The exercise at $6.57 and contemporaneous sale at $45.41 generated realized proceeds for the reporting person while leaving significant direct and derivative holdings. The filing discloses standard vesting (1/48th monthly) and a 10b5-1 plan adoption date, which supports that trades were pre-planned and not opportunistic. For investors, the transaction documents insider liquidity but does not, by itself, indicate change in company fundamentals.
TL;DR Transactions follow prescribed governance controls (10b5-1 plan), suggesting compliance and routine insider liquidity.

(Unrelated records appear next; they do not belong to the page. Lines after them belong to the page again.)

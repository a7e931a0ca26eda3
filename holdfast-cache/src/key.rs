//! User-scoped cache keys.

use crate::error::{CacheError, CacheResult};
use std::borrow::Cow;
use std::collections::BTreeMap;
use std::fmt;
use urlencoding::encode;

/// A cache key derived from a route, its sorted query parameters, and the
/// user the result belongs to.
///
/// Rendered as `route|k1=v1&k2=v2|u:user`, so keys for one route share a
/// prefix and no two users can ever share a key. Parameter names, values
/// and the user are percent-encoded; the route has `%` and `|` escaped.
#[derive(Debug, Clone, PartialEq, Eq, Hash)]
pub struct CacheKey {
    route: String,
    params: BTreeMap<String, String>,
    user: String,
    rendered: String,
}

impl CacheKey {
    /// Starts building a key for `route`.
    #[allow(clippy::new_ret_no_self)]
    pub fn new(route: impl Into<String>) -> CacheKeyBuilder {
        CacheKeyBuilder {
            route: route.into(),
            params: BTreeMap::new(),
            user: None,
        }
    }

    pub fn route(&self) -> &str {
        &self.route
    }

    /// First non-empty segment of the route, used to pick the TTL.
    pub fn resource(&self) -> &str {
        self.route
            .split('/')
            .find(|segment| !segment.is_empty())
            .unwrap_or("")
    }

    pub fn params(&self) -> &BTreeMap<String, String> {
        &self.params
    }

    pub fn user(&self) -> &str {
        &self.user
    }

    pub fn as_str(&self) -> &str {
        &self.rendered
    }
}

impl fmt::Display for CacheKey {
    fn fmt(&self, f: &mut fmt::Formatter<'_>) -> fmt::Result {
        f.write_str(&self.rendered)
    }
}

#[derive(Debug, Clone)]
pub struct CacheKeyBuilder {
    route: String,
    params: BTreeMap<String, String>,
    user: Option<String>,
}

impl CacheKeyBuilder {
    /// Adds a query parameter. A repeated name keeps the last value.
    pub fn param(mut self, name: impl Into<String>, value: impl ToString) -> Self {
        self.params.insert(name.into(), value.to_string());
        self
    }

    pub fn user(mut self, user: impl Into<String>) -> Self {
        self.user = Some(user.into());
        self
    }

    /// Fails if no (or an empty) user scope was given.
    pub fn build(self) -> CacheResult<CacheKey> {
        let user = match self.user {
            Some(user) if !user.is_empty() => user,
            _ => return Err(CacheError::MissingUserScope { route: self.route }),
        };

        let query = self
            .params
            .iter()
            .map(|(k, v)| format!("{}={}", encode(k), encode(v)))
            .collect::<Vec<_>>()
            .join("&");
        let rendered = format!("{}|{}|u:{}", escape_route(&self.route), query, encode(&user));

        Ok(CacheKey {
            route: self.route,
            params: self.params,
            user,
            rendered,
        })
    }
}

/// Keeps `/` readable so prefix and resource matching still see segments.
fn escape_route(route: &str) -> Cow<'_, str> {
    if route.contains(['%', '|']) {
        Cow::Owned(route.replace('%', "%25").replace('|', "%7C"))
    } else {
        Cow::Borrowed(route)
    }
}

The Form 4 clearly states the trades were executed under a 10b5-1 plan adopted 06/12/2024 and includes the required explanation and signature by an attorney-in-fact. Vesting schedule details are provided, indicating continued service conditions. These disclosures align with standard governance and insider reporting practices.
Insider Trade Summary
| Type | Security | Shares | Price | Value |
|---|---|---|---|---|
| Exercise | Stock Option (Right to Buy) | 1,542 | $0.00 | -- |
| Exercise | Common Stock | 1,542 | $6.57 | $10K |
| Sale | Common Stock | 1,542 | $45.41 | $70K |
Footnotes (1)
- The exercises and sales reported on this Form 4 were effected pursuant to a Rule 10b5-1 trading plan previously adopted by the Reporting Person on June 12, 2024. 1/48th of the total number of shares subject to the options shall vest on each monthly anniversary of September 11, 2023 (the "Vesting Commencement Date"), subject to the Reporting Person's continuous service to the Issuer on each such vesting date, so that the option shall be fully vested on the fourth anniversary of the Vesting Commencement Date.